» MATERIAL PROVIDED:

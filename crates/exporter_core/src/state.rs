use crate::view_model::ExportViewModel;

#[derive(Debug, Clone, Copy, PartialEq, Eq, Default)]
pub enum ExportPhase {
    #[default]
    Idle,
    Retrieving,
    Archiving,
    Finished,
    /// The run ended without any retrievable post.
    Empty,
}

impl ExportPhase {
    pub fn is_running(self) -> bool {
        matches!(self, ExportPhase::Retrieving | ExportPhase::Archiving)
    }
}

#[derive(Debug, Clone, PartialEq, Eq)]
pub struct FailedPost {
    pub slug: String,
    pub error: String,
}

#[derive(Debug, Clone, PartialEq, Eq, Default)]
pub struct ExportState {
    phase: ExportPhase,
    site: Option<String>,
    offset: u32,
    limit: u32,
    index_size: Option<usize>,
    index_error: Option<String>,
    retrieved: Vec<String>,
    failures: Vec<FailedPost>,
    percent: u8,
    entries_written: usize,
    archive_name: Option<String>,
    dirty: bool,
}

impl ExportState {
    pub fn new() -> Self {
        Self::default()
    }

    pub fn phase(&self) -> ExportPhase {
        self.phase
    }

    pub fn view(&self) -> ExportViewModel {
        ExportViewModel {
            phase: self.phase,
            site: self.site.clone(),
            offset: self.offset,
            limit: self.limit,
            index_size: self.index_size,
            index_error: self.index_error.clone(),
            retrieved: self.retrieved.len(),
            failed: self.failures.len(),
            failures: self.failures.clone(),
            percent: self.percent,
            entries_written: self.entries_written,
            archive_name: self.archive_name.clone(),
            dirty: self.dirty,
        }
    }

    /// Returns whether anything changed since the last call and clears the flag.
    pub fn consume_dirty(&mut self) -> bool {
        std::mem::take(&mut self.dirty)
    }

    pub(crate) fn start(&mut self, site: String, offset: u32, limit: u32) {
        *self = Self {
            phase: ExportPhase::Retrieving,
            site: Some(site),
            offset,
            limit,
            ..Self::default()
        };
        self.mark_dirty();
    }

    pub(crate) fn set_index_size(&mut self, count: usize) {
        self.index_size = Some(count);
        self.mark_dirty();
    }

    pub(crate) fn record_index_failure(&mut self, error: String) {
        self.index_size = Some(0);
        self.index_error = Some(error);
        self.mark_dirty();
    }

    pub(crate) fn record_retrieved(&mut self, slug: String) {
        self.retrieved.push(slug);
        self.mark_dirty();
    }

    pub(crate) fn record_failure(&mut self, slug: String, error: String) {
        self.failures.push(FailedPost { slug, error });
        self.mark_dirty();
    }

    pub(crate) fn failed_count(&self) -> usize {
        self.failures.len()
    }

    /// Records a written entry and returns whether the whole percentage moved.
    pub(crate) fn record_entry(&mut self, percent: u8, entry_index: usize) -> bool {
        self.phase = ExportPhase::Archiving;
        self.entries_written = self.entries_written.max(entry_index + 1);
        let changed = self.percent != percent;
        self.percent = percent;
        self.mark_dirty();
        changed
    }

    pub(crate) fn finish(&mut self, archive_name: String) -> usize {
        self.phase = ExportPhase::Finished;
        self.percent = 100;
        self.archive_name = Some(archive_name);
        self.mark_dirty();
        self.entries_written
    }

    pub(crate) fn finish_empty(&mut self) {
        self.phase = ExportPhase::Empty;
        self.mark_dirty();
    }

    fn mark_dirty(&mut self) {
        self.dirty = true;
    }
}
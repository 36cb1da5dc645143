//! Command-line arguments.

use std::path::PathBuf;

use clap::Parser;
use exporter_engine::{FrontMatterPreset, DEFAULT_LIMIT, DEFAULT_OFFSET};
use log::LevelFilter;

/// Export a publication's posts as a zip of Markdown files with front matter.
///
/// SITE may be a bare name (`writer`), a host (`writer.substack.com`) or a
/// full URL; custom domains need the `https://` prefix.
#[derive(Parser, Debug)]
#[command(name = "post-exporter")]
#[command(author, version, about)]
pub struct Args {
    /// Publication name, host or URL
    pub site: String,

    /// Index position of the first (newest) post to export
    #[arg(long, default_value_t = DEFAULT_OFFSET)]
    pub offset: u32,

    /// Number of posts to request from the index
    #[arg(short, long, default_value_t = DEFAULT_LIMIT, value_parser = clap::value_parser!(u32).range(1..))]
    pub limit: u32,

    /// Maximum concurrent post downloads (sequential when omitted)
    #[arg(short = 'c', long, value_parser = clap::value_parser!(u64).range(1..=256))]
    pub concurrency: Option<u64>,

    /// Prefix file names with their position, e.g. `3.my-post.md`
    #[arg(short, long)]
    pub numbering: bool,

    /// Front matter layout: hashnode, hugo, jekyll, astro or default
    #[arg(short = 'f', long, value_parser = parse_preset)]
    pub front_matter: Option<FrontMatterPreset>,

    /// Literal text replacement applied to every body, in order
    #[arg(short = 'r', long = "replace", value_name = "SEARCH=REPLACE", value_parser = parse_replacement)]
    pub replacements: Vec<(String, String)>,

    /// Write front matter lists as `- item` blocks instead of `[a, b]`
    #[arg(long)]
    pub block_arrays: bool,

    /// Store entries without deflate compression
    #[arg(long)]
    pub no_compress: bool,

    /// Directory receiving the archive
    #[arg(short, long)]
    pub output: Option<PathBuf>,

    /// RON settings file (defaults to ./post-exporter.ron when present)
    #[arg(long)]
    pub config: Option<PathBuf>,

    /// Also write logs to ./exporter.log
    #[arg(long)]
    pub log_file: bool,

    /// Increase log verbosity (-v info, -vv debug, -vvv trace)
    #[arg(short, long, action = clap::ArgAction::Count, conflicts_with = "quiet")]
    pub verbose: u8,

    /// Only print errors
    #[arg(short, long)]
    pub quiet: bool,
}

impl Args {
    pub fn log_level(&self) -> LevelFilter {
        if self.quiet {
            return LevelFilter::Error;
        }
        match self.verbose {
            0 => LevelFilter::Warn,
            1 => LevelFilter::Info,
            2 => LevelFilter::Debug,
            _ => LevelFilter::Trace,
        }
    }
}

fn parse_preset(value: &str) -> Result<FrontMatterPreset, String> {
    value.parse().map_err(|err: exporter_engine::UnknownPreset| err.to_string())
}

fn parse_replacement(value: &str) -> Result<(String, String), String> {
    match value.split_once('=') {
        Some((search, replace)) if !search.is_empty() => {
            Ok((search.to_string(), replace.to_string()))
        }
        _ => Err(format!("expected SEARCH=REPLACE with a non-empty SEARCH, got {value:?}")),
    }
}

#[cfg(test)]
mod tests {
    use super::*;

    #[test]
    fn defaults() {
        let args = Args::try_parse_from(["post-exporter", "writer"]).unwrap();
        assert_eq!(args.site, "writer");
        assert_eq!(args.offset, 0);
        assert_eq!(args.limit, 50);
        assert_eq!(args.concurrency, None);
        assert!(!args.numbering);
        assert_eq!(args.front_matter, None);
        assert!(args.replacements.is_empty());
        assert!(!args.block_arrays);
        assert!(!args.no_compress);
        assert_eq!(args.log_level(), LevelFilter::Warn);
    }

    #[test]
    fn site_is_required() {
        let err = Args::try_parse_from(["post-exporter"]).unwrap_err();
        assert_eq!(err.kind(), clap::error::ErrorKind::MissingRequiredArgument);
    }

    #[test]
    fn paging_and_concurrency() {
        let args = Args::try_parse_from([
            "post-exporter",
            "writer",
            "--offset",
            "10",
            "-l",
            "5",
            "-c",
            "4",
            "-n",
        ])
        .unwrap();
        assert_eq!(args.offset, 10);
        assert_eq!(args.limit, 5);
        assert_eq!(args.concurrency, Some(4));
        assert!(args.numbering);
    }

    #[test]
    fn zero_limit_and_concurrency_are_rejected() {
        let err = Args::try_parse_from(["post-exporter", "writer", "-l", "0"]).unwrap_err();
        assert_eq!(err.kind(), clap::error::ErrorKind::ValueValidation);
        let err = Args::try_parse_from(["post-exporter", "writer", "-c", "0"]).unwrap_err();
        assert_eq!(err.kind(), clap::error::ErrorKind::ValueValidation);
    }

    #[test]
    fn preset_names_parse() {
        let args = Args::try_parse_from(["post-exporter", "writer", "-f", "hugo"]).unwrap();
        assert_eq!(args.front_matter, Some(FrontMatterPreset::Hugo));
        let err = Args::try_parse_from(["post-exporter", "writer", "-f", "blogger"]).unwrap_err();
        assert_eq!(err.kind(), clap::error::ErrorKind::ValueValidation);
    }

    #[test]
    fn replacements_keep_order_and_split_on_first_equals() {
        let args = Args::try_parse_from([
            "post-exporter",
            "writer",
            "-r",
            "a=b",
            "--replace",
            "x==y",
            "-r",
            "gone=",
        ])
        .unwrap();
        assert_eq!(
            args.replacements,
            vec![
                ("a".to_string(), "b".to_string()),
                ("x".to_string(), "=y".to_string()),
                ("gone".to_string(), String::new()),
            ]
        );
        assert!(Args::try_parse_from(["post-exporter", "writer", "-r", "=x"]).is_err());
        assert!(Args::try_parse_from(["post-exporter", "writer", "-r", "plain"]).is_err());
    }

    #[test]
    fn verbosity_levels() {
        let args = Args::try_parse_from(["post-exporter", "writer", "-vv"]).unwrap();
        assert_eq!(args.log_level(), LevelFilter::Debug);
        let args = Args::try_parse_from(["post-exporter", "writer", "-q"]).unwrap();
        assert_eq!(args.log_level(), LevelFilter::Error);
        let err = Args::try_parse_from(["post-exporter", "writer", "-q", "-v"]).unwrap_err();
        assert_eq!(err.kind(), clap::error::ErrorKind::ArgumentConflict);
    }
}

» YOUR ASSIGNMENT: Your answer should hold the line with "assert_eq!(args.log_level(), LevelFilter::Error);" and each line after it to the end of the data, retyped exactly. Include no other lines.

» EXPECTED OUTPUT:
        assert_eq!(args.log_level(), LevelFilter::Error);
        let err = Args::try_parse_from(["post-exporter", "writer", "-q", "-v"]).unwrap_err();
        assert_eq!(err.kind(), clap::error::ErrorKind::ArgumentConflict);
    }
}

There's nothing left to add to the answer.